Rank 3/4 process initialized.
Rank 4/4 process initialized.
Rank 2/4 process initialized.
Rank 3/4 process initialized.
Rank 4/4 process initialized.
Rank 2/4 process initialized.
Rank 4/4 process initialized.
Rank 3/4 process initialized.
Rank 2/4 process initialized.
Rank 3/4 process initialized.
Rank 3/4 process initialized.
Rank 1/4 process initialized.
Rank 1/4 process initialized.
Rank 1/4 process initialized.
Rank 1/4 process initialized.
Rank 1/4 process initialized.

These processes are performed independently, and there is no guarantee of what state is at any point in the training loop. So some careful changes to the initialization process are required here.
(1) Any method of downloading data should be isolated to the main process .
Otherwise the data download process would be duplicated across all processes, resulting in four processes writing to the same file at the same time, which would cause data corruption .

def train(rank, num_epochs, world_size):
    init_process(rank, world_size)
    for epoch in range(num_epochs):
        if rank == 0:
            downloading_dataset()
            downloading_model_weights()
            dist.barrier()
            print(f"Rank {
      
      rank + 1}/{
      
      world_size} training process passed data download barrier.\n")

in the example dist.barrierwill block the call until the main process (rank == 0) downloading_datasetand downloading_model_weightsuntil finished. This isolates all network I/O to one process and prevents other processes from proceeding.
(2) The data loader needs to use DistributedSampler .

def get_dataloader(rank, world_size):
    dataset = PascalVOCSegmentationDataset()
    sampler = DistributedSampler(dataset, rank=rank, num_replicas=world_size, shuffle=True)
    dataloader = DataLoader(dataset, batch_size=8, sampler=sampler)

DistributedSampler uses rank and world_size to figure out how to split the dataset into non-overlapping batches throughout the process . Each training step of a worker process retrieves batch_size observations from its local copy of the dataset.
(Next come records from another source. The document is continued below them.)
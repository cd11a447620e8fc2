use chrono::{DateTime, Utc};
use thiserror::Error;

use crate::models::{LabelCounts, Prediction, TrustScore};

#[derive(Debug, Error, PartialEq, Eq)]
pub enum AggregationError {
    #[error("no claim predictions to aggregate")]
    EmptyVerificationSet,

    #[error("predictions come from different model versions: {0:?}")]
    MixedModelVersions(Vec<String>),
}

/// Aggregate per-claim predictions into one resume-level trust score.
pub fn aggregate(resume_id: &str, predictions: &[Prediction]) -> Result<TrustScore, AggregationError> {
    aggregate_at(resume_id, predictions, Utc::now())
}

/// Confidence-weighted mean of the class values (verified=100, doubtful=50,
/// fake=0), clamped to [0, 100].
pub fn aggregate_at(
    resume_id: &str,
    predictions: &[Prediction],
    generated_at: DateTime<Utc>,
) -> Result<TrustScore, AggregationError> {
    let first = predictions.first().ok_or(AggregationError::EmptyVerificationSet)?;

    let mut versions: Vec<String> = predictions.iter().map(|p| p.model_version.clone()).collect();
    versions.sort();
    versions.dedup();
    if versions.len() > 1 {
        return Err(AggregationError::MixedModelVersions(versions));
    }

    let mut label_counts = LabelCounts::default();
    let mut weighted = 0.0;
    let mut weight = 0.0;
    for p in predictions {
        label_counts.record(p.label);
        let confidence = if p.confidence.is_finite() { p.confidence.max(0.0) } else { 0.0 };
        weighted += p.label.class_value() * confidence;
        weight += confidence;
    }

    let overall_score = if weight > 0.0 {
        (weighted / weight).clamp(0.0, 100.0)
    } else {
        // Every confidence was zero: fall back to the unweighted mean.
        let total: f64 = predictions.iter().map(|p| p.label.class_value()).sum();
        (total / predictions.len() as f64).clamp(0.0, 100.0)
    };

    let mut claim_ids: Vec<String> = predictions.iter().map(|p| p.claim_id.clone()).collect();
    claim_ids.sort();

    Ok(TrustScore {
        resume_id: resume_id.to_string(),
        overall_score,
        label_counts,
        generated_at,
        claim_ids,
        model_version: first.model_version.clone(),
    })
}

#[cfg(test)]
mod tests {
    use super::*;
    use crate::models::{ClassProbabilities, Label};

    fn prediction(id: &str, label: Label, confidence: f64) -> Prediction {
        Prediction {
            claim_id: id.into(),
            label,
            probabilities: ClassProbabilities::from_array([1.0 / 3.0; 3]),
            confidence,
            model_version: "v1".into(),
            feature_digest: String::new(),
        }
    }

    #[test]
    fn test_empty_set_is_rejected() {
        assert_eq!(aggregate("R1", &[]), Err(AggregationError::EmptyVerificationSet));
    }

    #[test]
    fn test_confidence_weighting() {
        let predictions = vec![
            prediction("C2", Label::Verified, 0.9),
            prediction("C1", Label::Fake, 0.3),
        ];
        let score = aggregate("R1", &predictions).unwrap();
        // (100 * 0.9 + 0 * 0.3) / 1.2 = 75
        assert!((score.overall_score - 75.0).abs() < 1e-9);
        assert_eq!(score.claim_ids, vec!["C1", "C2"]);
        assert_eq!(score.label_counts.verified, 1);
        assert_eq!(score.label_counts.fake, 1);
    }

    #[test]
    fn test_all_verified_scores_100() {
        let predictions = vec![
            prediction("C1", Label::Verified, 0.5),
            prediction("C2", Label::Verified, 0.99),
        ];
        let score = aggregate("R1", &predictions).unwrap().overall_score;
        assert!((score - 100.0).abs() < 1e-9 && score <= 100.0);
    }

    #[test]
    fn test_mixed_versions_rejected() {
        let mut other = prediction("C2", Label::Doubtful, 0.6);
        other.model_version = "v2".into();
        let err = aggregate("R1", &[prediction("C1", Label::Verified, 0.8), other]).unwrap_err();
        assert_eq!(
            err,
            AggregationError::MixedModelVersions(vec!["v1".into(), "v2".into()])
        );
    }
}
use async_trait::async_trait;
use chrono::{DateTime, Utc};
use reqwest::{Client, StatusCode};
use serde::Deserialize;
use serde_json::json;
use tokio::time::Instant;

use crate::models::{Claim, ClaimType, SourceResult};

use super::{tokens, within_deadline, SourceError, SourceKind, VerificationSource};

const GITHUB_API_BASE: &str = "https://api.github.com";

#[derive(Debug, Clone, Deserialize)]
pub struct GithubProfile {
    #[serde(default)]
    pub public_repos: u32,
    #[serde(default)]
    pub followers: u32,
    #[serde(default)]
    pub public_gists: u32,
    #[serde(default)]
    pub updated_at: Option<DateTime<Utc>>,
}

#[derive(Debug, Clone, Deserialize)]
pub struct GithubRepo {
    #[serde(default)]
    pub language: Option<String>,
}

/// Scores skill and project claims against the candidate's public GitHub activity.
#[derive(Debug, Clone)]
pub struct CodeHostingSource {
    http: Client,
    base_url: String,
    token: Option<String>,
}

impl CodeHostingSource {
    pub fn new(http: Client, token: Option<String>) -> Self {
        Self::with_base_url(http, GITHUB_API_BASE, token)
    }

    pub fn with_base_url(http: Client, base_url: &str, token: Option<String>) -> Self {
        Self {
            http,
            base_url: base_url.trim_end_matches('/').to_string(),
            token,
        }
    }

    fn get(&self, url: &str) -> reqwest::RequestBuilder {
        let req = self
            .http
            .get(url)
            .header("Accept", "application/vnd.github+json");
        match &self.token {
            Some(token) => req.bearer_auth(token),
            None => req,
        }
    }

    /// Fetch a user profile. `Ok(None)` when the user does not exist.
    pub async fn get_profile(&self, username: &str) -> Result<Option<GithubProfile>, SourceError> {
        let url = format!("{}/users/{}", self.base_url, username);
        let resp = self.get(&url).send().await?;
        if resp.status() == StatusCode::NOT_FOUND {
            return Ok(None);
        }
        let profile: GithubProfile = resp.error_for_status()?.json().await?;
        Ok(Some(profile))
    }

    /// Fetch up to 100 most recently updated repositories.
    pub async fn get_repositories(&self, username: &str) -> Result<Vec<GithubRepo>, SourceError> {
        let url = format!(
            "{}/users/{}/repos?per_page=100&sort=updated",
            self.base_url, username
        );
        let repos: Vec<GithubRepo> = self.get(&url).send().await?.error_for_status()?.json().await?;
        Ok(repos)
    }

    async fn score(&self, claim: &Claim) -> Result<SourceResult, SourceError> {
        let username = claim
            .context
            .github_username
            .as_deref()
            .filter(|u| !u.trim().is_empty())
            .ok_or(SourceError::MissingHandle("github username"))?;

        let Some(profile) = self.get_profile(username).await? else {
            return Ok(SourceResult::ok(
                SourceKind::CodeHosting,
                &claim.id,
                0.0,
                0.6,
                json!({ "username": username, "profile_found": false }),
            ));
        };
        let repos = self.get_repositories(username).await?;

        let activity = activity_score(&profile);
        let recency = recency_score(profile.updated_at, Utc::now());
        let matching = matching_repositories(&claim.text, &repos);
        let language = (matching as f64 / 10.0).min(1.0);
        let score = activity * 0.4 + language * 0.4 + recency * 0.2;
        let confidence = 0.5 + 0.4 * (repos.len() as f64 / 20.0).min(1.0);

        tracing::debug!(
            claim_id = %claim.id,
            username,
            activity,
            recency,
            matching,
            score,
            "Code-hosting activity scored"
        );

        Ok(SourceResult::ok(
            SourceKind::CodeHosting,
            &claim.id,
            score,
            confidence,
            json!({
                "username": username,
                "profile_found": true,
                "repositories": repos.len(),
                "matching_repositories": matching,
                "followers": profile.followers,
                "public_repos": profile.public_repos,
                "last_activity": profile.updated_at,
            }),
        ))
    }
}

#[async_trait]
impl VerificationSource for CodeHostingSource {
    fn kind(&self) -> SourceKind {
        SourceKind::CodeHosting
    }

    fn supports(&self, claim_type: ClaimType) -> bool {
        matches!(claim_type, ClaimType::Skill | ClaimType::Project)
    }

    async fn verify(&self, claim: &Claim, deadline: Instant) -> SourceResult {
        within_deadline(self.kind(), claim, deadline, self.score(claim)).await
    }
}

/// Public footprint: repos, followers and gists, capped at 1.
pub fn activity_score(profile: &GithubProfile) -> f64 {
    let repos = (profile.public_repos as f64 / 50.0).min(0.3);
    let followers = (profile.followers as f64 / 100.0).min(0.3);
    let gists = (profile.public_gists as f64 / 50.0).min(0.2);
    (repos + followers + gists).min(1.0)
}

pub fn recency_score(updated_at: Option<DateTime<Utc>>, now: DateTime<Utc>) -> f64 {
    let Some(updated_at) = updated_at else {
        return 0.0;
    };
    match (now - updated_at).num_days() {
        d if d <= 7 => 1.0,
        d if d <= 30 => 0.8,
        d if d <= 90 => 0.5,
        _ => 0.2,
    }
}

/// Repositories whose primary language is named by the claim.
pub fn matching_repositories(claim_text: &str, repos: &[GithubRepo]) -> usize {
    let claim_lower = claim_text.trim().to_lowercase();
    let claim_tokens = tokens(claim_text);
    repos
        .iter()
        .filter_map(|r| r.language.as_deref())
        .map(str::to_lowercase)
        .filter(|lang| *lang == claim_lower || claim_tokens.contains(lang))
        .count()
}
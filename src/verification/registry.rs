use std::sync::Arc;

use tokio::sync::Semaphore;
use tokio::time::{timeout_at, Instant};

use crate::config::AppConfig;
use crate::models::{Claim, ClaimType, SourceResult};
use crate::sources::{
    http_client, CertificateSource, CodeHostingSource, ProfessionalNetworkSource,
    SkillAssessmentSource, SourceKind, TimelineSource, VerificationSource,
};

/// Default number of in-flight calls allowed per source.
pub const DEFAULT_RATE_LIMIT: usize = 8;

/// A source plus the rate limiter shared by every claim that calls it.
#[derive(Clone)]
pub struct RegisteredSource {
    source: Arc<dyn VerificationSource>,
    limiter: Arc<Semaphore>,
}

impl RegisteredSource {
    pub fn kind(&self) -> SourceKind {
        self.source.kind()
    }

    pub fn supports(&self, claim_type: ClaimType) -> bool {
        self.source.supports(claim_type)
    }

    /// Permits currently free on this source's limiter.
    pub fn available_permits(&self) -> usize {
        self.limiter.available_permits()
    }

    /// One attempt: wait for a rate-limit permit, then call the source. Both
    /// waits end at `deadline`.
    pub async fn call(&self, claim: &Claim, deadline: Instant) -> SourceResult {
        let kind = self.kind();
        let started = Instant::now();

        let _permit = match timeout_at(deadline, self.limiter.acquire()).await {
            Ok(Ok(permit)) => permit,
            Ok(Err(_)) => {
                return SourceResult::error(kind, &claim.id, "rate limiter closed")
                    .with_latency(started.elapsed());
            }
            Err(_) => {
                tracing::debug!(source = %kind, claim_id = %claim.id, "Deadline hit waiting for rate limit");
                return SourceResult::timeout(kind, &claim.id).with_latency(started.elapsed());
            }
        };

        match timeout_at(deadline, self.source.verify(claim, deadline)).await {
            Ok(result) => result,
            Err(_) => SourceResult::timeout(kind, &claim.id).with_latency(started.elapsed()),
        }
    }
}

/// The fixed set of verification sources, at most one per [`SourceKind`],
/// kept in slot order.
#[derive(Clone)]
pub struct SourceRegistry {
    entries: Vec<RegisteredSource>,
    rate_limit: usize,
}

impl Default for SourceRegistry {
    fn default() -> Self {
        Self::new(DEFAULT_RATE_LIMIT)
    }
}

impl SourceRegistry {
    pub fn new(rate_limit: usize) -> Self {
        Self {
            entries: Vec::new(),
            rate_limit: rate_limit.max(1),
        }
    }

    /// Build the registry the binary runs with. Network sources without a
    /// configured endpoint are left out.
    pub fn from_config(config: &AppConfig) -> Self {
        let http = http_client(config.per_source_timeout());
        let mut registry = Self::new(config.source_rate_limit);

        registry.register(Arc::new(CodeHostingSource::with_base_url(
            http.clone(),
            &config.github_api_url,
            config.github_token.clone(),
        )));
        if let Some(url) = &config.profile_api_url {
            registry.register(Arc::new(ProfessionalNetworkSource::new(http.clone(), url)));
        }
        if let Some(url) = &config.credential_registry_url {
            registry.register(Arc::new(CertificateSource::new(http.clone(), url)));
        }
        registry.register(Arc::new(TimelineSource::new()));
        registry.register(Arc::new(SkillAssessmentSource::default()));

        tracing::info!(
            sources = ?registry.kinds(),
            rate_limit = registry.rate_limit,
            "Verification sources registered"
        );
        registry
    }

    pub fn register(&mut self, source: Arc<dyn VerificationSource>) -> &mut Self {
        let limit = self.rate_limit;
        self.register_with_limit(source, limit)
    }

    /// Register with a dedicated permit count. A second source of the same
    /// kind replaces the first.
    pub fn register_with_limit(
        &mut self,
        source: Arc<dyn VerificationSource>,
        permits: usize,
    ) -> &mut Self {
        let kind = source.kind();
        let entry = RegisteredSource {
            source,
            limiter: Arc::new(Semaphore::new(permits.max(1))),
        };
        match self.entries.iter().position(|e| e.kind() == kind) {
            Some(i) => {
                tracing::warn!(source = %kind, "Replacing registered source");
                self.entries[i] = entry;
            }
            None => {
                self.entries.push(entry);
                self.entries.sort_by_key(|e| e.kind().slot());
            }
        }
        self
    }

    pub fn with_source(mut self, source: Arc<dyn VerificationSource>) -> Self {
        self.register(source);
        self
    }

    /// Sources that apply to `claim_type`, in slot order.
    pub fn applicable(&self, claim_type: ClaimType) -> Vec<&RegisteredSource> {
        self.entries.iter().filter(|e| e.supports(claim_type)).collect()
    }

    pub fn get(&self, kind: SourceKind) -> Option<&RegisteredSource> {
        self.entries.iter().find(|e| e.kind() == kind)
    }

    pub fn kinds(&self) -> Vec<SourceKind> {
        self.entries.iter().map(RegisteredSource::kind).collect()
    }

    pub fn len(&self) -> usize {
        self.entries.len()
    }

    pub fn is_empty(&self) -> bool {
        self.entries.is_empty()
    }
}
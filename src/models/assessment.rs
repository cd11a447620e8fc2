use serde::{Deserialize, Serialize};
use uuid::Uuid;

use crate::intelligence::features::FeatureVector;

use super::{ClaimId, ClaimType, Explanation, LedgerRecord, Prediction, SourceResult, TrustScore};

/// How much external evidence backed a claim, independent of its label.
///
/// Keeps "infrastructure could not verify" apart from "the claim looks fake".
#[derive(Debug, Clone, Copy, PartialEq, Eq, Serialize, Deserialize)]
#[serde(rename_all = "snake_case")]
pub enum EvidenceStatus {
    /// At least one source returned a signal.
    Corroborated,
    /// Sources were attempted but none answered.
    InfrastructureUnavailable,
    /// No source applies to this claim type.
    Unverifiable,
}

impl EvidenceStatus {
    pub fn from_results(results: &[SourceResult]) -> Self {
        if results.is_empty() {
            EvidenceStatus::Unverifiable
        } else if results.iter().any(SourceResult::is_ok) {
            EvidenceStatus::Corroborated
        } else {
            EvidenceStatus::InfrastructureUnavailable
        }
    }
}

/// Everything produced for one claim in one run.
#[derive(Debug, Clone, PartialEq, Serialize, Deserialize)]
pub struct ClaimAssessment {
    pub run_id: Uuid,
    pub claim_id: ClaimId,
    pub claim_type: ClaimType,
    pub evidence_status: EvidenceStatus,
    pub source_results: Vec<SourceResult>,
    pub features: FeatureVector,
    pub prediction: Prediction,
    pub explanation: Explanation,
}

/// Claims that had not finished when the resume deadline expired.
#[derive(Debug, Clone, PartialEq, Eq, Serialize, Deserialize)]
pub struct PartialVerification {
    pub completed: Vec<ClaimId>,
    pub pending: Vec<ClaimId>,
}

#[derive(Debug, Clone, PartialEq, Serialize, Deserialize)]
#[serde(tag = "status", rename_all = "snake_case")]
pub enum AnchorOutcome {
    Anchored { record: LedgerRecord },
    Failed { reason: String },
}

/// Result of `run_verification` for one resume.
#[derive(Debug, Clone, PartialEq, Serialize, Deserialize)]
pub struct VerificationReport {
    pub run_id: Uuid,
    pub trust_score: TrustScore,
    pub assessments: Vec<ClaimAssessment>,
    pub partial: Option<PartialVerification>,
    pub anchor: AnchorOutcome,
}

impl VerificationReport {
    pub fn assessment(&self, claim_id: &str) -> Option<&ClaimAssessment> {
        self.assessments.iter().find(|a| a.claim_id == claim_id)
    }
}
In the example case of four GPUs, this means that the effective batch size is 8*4=32.
(3) Load tensors in the correct device .
Please parameterize the call with the rank of the device the process is managing .cuda(), for example:

batch = batch.cuda(rank)
segmap = segmap.cuda(rank)
model = model.cuda(rank)

(4) Any randomness in the model initialization must be disabled .
It is very important that the model is started and kept in sync throughout the training process. Otherwise, incorrect gradients will be obtained and the model will fail to converge. torch.nn.init.kaiming_normal_A random initialization method like this can be made deterministic with the following code :

torch.manual_seed(0)
torch.backends.cudnn.deterministic = True
torch.backends.cudnn.benchmark = False
np.random.seed(0)

(5) Any method that performs file I/O should be isolated from the main process .
Inefficiency and potential data corruption due to concurrent writes to the same file. Again, this is easy to do with simple conditional logic:

if rank == 0:
	if not os.path.exists('/spell/checkpoints/'):
		os.mkdir('/spell/checkpoints/')
		torch.save(model.state_dict(), f'/spell/checkpoints/model_{
      
      epoch}.pth')

(6) Wrap the model in DistributedDataParallel .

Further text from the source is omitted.